[Stored data entries]
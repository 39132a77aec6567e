//! Shared Value Objects
//!
//! Immutable domain types used across bounded contexts.
//! Value objects are compared by value, not identity.

mod money;

pub use money::Money;
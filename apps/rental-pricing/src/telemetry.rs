//! Logging Setup
//!
//! Installs a `tracing-subscriber` fmt subscriber filtered by `RUST_LOG`,
//! falling back to the configured level.
//!
//! # Usage
//!
//! ```rust,ignore
//! use rental_pricing::config::load_config;
//! use rental_pricing::telemetry::init_telemetry;
//!
//! let config = load_config(None)?;
//! init_telemetry(&config.observability.logging)?;
//! ```

use tracing_subscriber::EnvFilter;

use crate::config::LoggingConfig;

/// Telemetry initialisation errors.
#[derive(Debug, thiserror::Error)]
pub enum TelemetryError {
    /// Configured level is not a valid filter directive.
    #[error("Invalid log filter '{level}': {message}")]
    InvalidFilter {
        /// The rejected directive.
        level: String,
        /// Parser message.
        message: String,
    },

    /// A global subscriber is already installed.
    #[error("Global tracing subscriber already initialized")]
    AlreadyInitialized,
}

/// Build the filter: `RUST_LOG` when set and valid, else the configured level.
///
/// # Errors
///
/// Returns `TelemetryError::InvalidFilter` if `RUST_LOG` is unusable and the
/// configured level does not parse.
pub fn build_filter(config: &LoggingConfig) -> Result<EnvFilter, TelemetryError> {
    EnvFilter::try_from_default_env().or_else(|_| {
        EnvFilter::try_new(&config.level).map_err(|e| TelemetryError::InvalidFilter {
            level: config.level.clone(),
            message: e.to_string(),
        })
    })
}

/// Initialize console logging.
///
/// # Errors
///
/// Returns `TelemetryError::InvalidFilter` for an unparsable level, or
/// `TelemetryError::AlreadyInitialized` if a global subscriber exists.
pub fn init_telemetry(config: &LoggingConfig) -> Result<(), TelemetryError> {
    let filter = build_filter(config)?;

    tracing_subscriber::fmt()
        .with_env_filter(filter)
        .with_ansi(config.ansi)
        .try_init()
        .map_err(|_| TelemetryError::AlreadyInitialized)?;

    tracing::debug!(level = %config.level, "Telemetry initialized");
    Ok(())
}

## TASK DIRECTIONS:
Which lines above include the word "Result"? Show each one.

## TASK OUTPUT:
pub fn build_filter(config: &LoggingConfig) -> Result<EnvFilter, TelemetryError> {
pub fn init_telemetry(config: &LoggingConfig) -> Result<(), TelemetryError> {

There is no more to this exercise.